What you will do :: For the records that follow, please set down exactly the lines between the one holding "pair summary display" and the one holding "in human-readable format", inclusive, and only those.
Segment Start: Provided records
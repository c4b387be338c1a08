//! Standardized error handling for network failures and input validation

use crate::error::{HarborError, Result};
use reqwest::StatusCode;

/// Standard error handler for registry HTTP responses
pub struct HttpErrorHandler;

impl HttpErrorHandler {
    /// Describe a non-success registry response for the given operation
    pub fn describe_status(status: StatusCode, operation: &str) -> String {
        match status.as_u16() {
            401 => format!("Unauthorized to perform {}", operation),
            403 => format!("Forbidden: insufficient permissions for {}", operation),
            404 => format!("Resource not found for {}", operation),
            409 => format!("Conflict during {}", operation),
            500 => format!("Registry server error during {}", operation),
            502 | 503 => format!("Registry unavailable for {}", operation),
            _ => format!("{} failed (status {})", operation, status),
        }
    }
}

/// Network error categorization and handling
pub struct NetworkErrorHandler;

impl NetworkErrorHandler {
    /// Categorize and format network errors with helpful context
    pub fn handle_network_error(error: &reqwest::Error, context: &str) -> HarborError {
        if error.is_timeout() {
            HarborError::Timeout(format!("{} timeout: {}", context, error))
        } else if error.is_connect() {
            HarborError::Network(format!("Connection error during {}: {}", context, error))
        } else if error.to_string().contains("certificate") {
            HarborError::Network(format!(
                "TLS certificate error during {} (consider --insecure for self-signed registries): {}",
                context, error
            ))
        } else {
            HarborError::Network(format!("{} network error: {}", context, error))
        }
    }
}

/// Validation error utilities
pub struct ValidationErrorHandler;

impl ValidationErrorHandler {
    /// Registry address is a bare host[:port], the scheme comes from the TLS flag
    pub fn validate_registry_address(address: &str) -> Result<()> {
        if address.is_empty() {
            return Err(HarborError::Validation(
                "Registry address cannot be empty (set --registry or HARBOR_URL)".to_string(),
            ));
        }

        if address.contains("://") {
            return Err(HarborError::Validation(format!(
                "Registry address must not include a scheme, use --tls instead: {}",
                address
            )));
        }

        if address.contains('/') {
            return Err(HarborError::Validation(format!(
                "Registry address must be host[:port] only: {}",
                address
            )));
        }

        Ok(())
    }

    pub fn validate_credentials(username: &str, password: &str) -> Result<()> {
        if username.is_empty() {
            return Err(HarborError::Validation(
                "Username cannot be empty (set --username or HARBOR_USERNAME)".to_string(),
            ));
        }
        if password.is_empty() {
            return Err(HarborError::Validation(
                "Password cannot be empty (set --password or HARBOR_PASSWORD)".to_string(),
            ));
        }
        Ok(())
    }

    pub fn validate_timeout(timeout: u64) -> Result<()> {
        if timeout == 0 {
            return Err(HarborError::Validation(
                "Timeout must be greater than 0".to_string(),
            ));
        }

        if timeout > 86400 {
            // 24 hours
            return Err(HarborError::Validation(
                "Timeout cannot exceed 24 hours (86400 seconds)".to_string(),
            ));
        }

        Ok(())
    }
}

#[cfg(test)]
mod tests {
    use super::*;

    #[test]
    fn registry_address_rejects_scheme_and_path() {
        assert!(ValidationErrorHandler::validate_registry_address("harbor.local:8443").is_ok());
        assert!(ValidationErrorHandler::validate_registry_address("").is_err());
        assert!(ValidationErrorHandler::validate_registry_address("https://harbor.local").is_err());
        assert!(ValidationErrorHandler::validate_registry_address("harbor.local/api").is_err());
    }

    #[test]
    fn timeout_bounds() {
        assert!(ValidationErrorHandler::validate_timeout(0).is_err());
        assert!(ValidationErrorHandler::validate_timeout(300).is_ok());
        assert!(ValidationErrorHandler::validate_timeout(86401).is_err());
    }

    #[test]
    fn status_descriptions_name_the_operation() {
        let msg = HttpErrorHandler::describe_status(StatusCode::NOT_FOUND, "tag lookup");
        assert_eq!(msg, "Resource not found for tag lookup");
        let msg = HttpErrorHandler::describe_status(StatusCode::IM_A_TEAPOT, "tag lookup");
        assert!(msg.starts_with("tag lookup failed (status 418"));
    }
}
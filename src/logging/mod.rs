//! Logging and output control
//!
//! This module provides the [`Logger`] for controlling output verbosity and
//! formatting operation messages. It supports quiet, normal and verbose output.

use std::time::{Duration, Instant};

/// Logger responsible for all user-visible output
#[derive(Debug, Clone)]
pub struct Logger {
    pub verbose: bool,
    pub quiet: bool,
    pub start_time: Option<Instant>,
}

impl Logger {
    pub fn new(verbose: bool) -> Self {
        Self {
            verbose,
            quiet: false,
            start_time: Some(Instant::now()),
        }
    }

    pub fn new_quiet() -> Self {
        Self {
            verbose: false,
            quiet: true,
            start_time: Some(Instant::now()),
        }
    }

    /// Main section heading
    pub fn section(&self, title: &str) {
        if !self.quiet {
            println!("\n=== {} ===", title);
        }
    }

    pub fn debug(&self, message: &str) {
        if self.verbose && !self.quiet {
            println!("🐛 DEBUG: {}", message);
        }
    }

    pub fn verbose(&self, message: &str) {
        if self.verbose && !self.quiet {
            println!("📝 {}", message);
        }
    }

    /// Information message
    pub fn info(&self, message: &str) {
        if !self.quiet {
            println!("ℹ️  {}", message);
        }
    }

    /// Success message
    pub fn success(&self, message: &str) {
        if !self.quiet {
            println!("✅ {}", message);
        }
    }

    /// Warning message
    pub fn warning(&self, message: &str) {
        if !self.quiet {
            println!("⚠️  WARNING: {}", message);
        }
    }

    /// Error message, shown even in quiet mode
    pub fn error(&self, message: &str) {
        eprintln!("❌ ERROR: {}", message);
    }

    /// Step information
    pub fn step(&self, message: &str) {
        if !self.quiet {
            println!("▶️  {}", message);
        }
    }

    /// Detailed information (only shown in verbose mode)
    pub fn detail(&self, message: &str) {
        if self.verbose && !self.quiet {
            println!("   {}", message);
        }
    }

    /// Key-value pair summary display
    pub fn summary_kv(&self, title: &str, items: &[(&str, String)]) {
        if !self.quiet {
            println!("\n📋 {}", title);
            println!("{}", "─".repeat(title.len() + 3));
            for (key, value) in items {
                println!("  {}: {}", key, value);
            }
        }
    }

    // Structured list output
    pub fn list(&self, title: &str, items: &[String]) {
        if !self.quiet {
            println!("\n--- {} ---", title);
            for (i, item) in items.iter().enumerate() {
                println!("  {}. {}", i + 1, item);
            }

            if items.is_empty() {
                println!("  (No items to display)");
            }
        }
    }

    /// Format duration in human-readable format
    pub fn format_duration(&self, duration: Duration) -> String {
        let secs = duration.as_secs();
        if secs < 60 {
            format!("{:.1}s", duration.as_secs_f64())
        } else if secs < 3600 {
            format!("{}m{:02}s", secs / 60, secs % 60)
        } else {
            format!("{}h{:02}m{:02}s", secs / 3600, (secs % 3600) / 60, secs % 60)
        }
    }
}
Segment End: Provided records
Segment Start: Provided records
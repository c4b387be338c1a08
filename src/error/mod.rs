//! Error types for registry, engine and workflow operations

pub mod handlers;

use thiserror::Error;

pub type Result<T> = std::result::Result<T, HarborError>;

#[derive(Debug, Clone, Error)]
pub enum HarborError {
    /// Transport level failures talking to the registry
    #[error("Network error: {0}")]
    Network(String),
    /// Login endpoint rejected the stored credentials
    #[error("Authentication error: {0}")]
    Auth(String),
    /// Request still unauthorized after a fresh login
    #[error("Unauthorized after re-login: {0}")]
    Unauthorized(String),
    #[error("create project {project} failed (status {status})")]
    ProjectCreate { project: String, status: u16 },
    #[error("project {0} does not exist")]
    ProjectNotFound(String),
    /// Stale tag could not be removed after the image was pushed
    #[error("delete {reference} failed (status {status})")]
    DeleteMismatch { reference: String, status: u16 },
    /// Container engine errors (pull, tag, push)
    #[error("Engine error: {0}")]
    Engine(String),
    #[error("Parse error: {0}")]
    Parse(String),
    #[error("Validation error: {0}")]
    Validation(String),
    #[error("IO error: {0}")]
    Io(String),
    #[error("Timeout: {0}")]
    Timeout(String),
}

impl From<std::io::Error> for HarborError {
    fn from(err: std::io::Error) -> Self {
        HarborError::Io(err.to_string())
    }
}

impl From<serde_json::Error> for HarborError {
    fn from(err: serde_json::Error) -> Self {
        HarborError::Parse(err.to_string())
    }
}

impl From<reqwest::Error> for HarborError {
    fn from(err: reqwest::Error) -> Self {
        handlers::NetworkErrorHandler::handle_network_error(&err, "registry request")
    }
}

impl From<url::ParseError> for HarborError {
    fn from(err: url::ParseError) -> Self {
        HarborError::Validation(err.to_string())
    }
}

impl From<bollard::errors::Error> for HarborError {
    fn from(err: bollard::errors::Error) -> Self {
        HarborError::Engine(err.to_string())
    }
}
Segment End: Provided records
Solution to this task ::
    /// Key-value pair summary display
    pub fn summary_kv(&self, title: &str, items: &[(&str, String)]) {
        if !self.quiet {
            println!("\n📋 {}", title);
            println!("{}", "─".repeat(title.len() + 3));
            for (key, value) in items {
                println!("  {}: {}", key, value);
            }
        }
    }

    // Structured list output
    pub fn list(&self, title: &str, items: &[String]) {
        if !self.quiet {
            println!("\n--- {} ---", title);
            for (i, item) in items.iter().enumerate() {
                println!("  {}. {}", i + 1, item);
            }

            if items.is_empty() {
                println!("  (No items to display)");
            }
        }
    }

    /// Format duration in human-readable format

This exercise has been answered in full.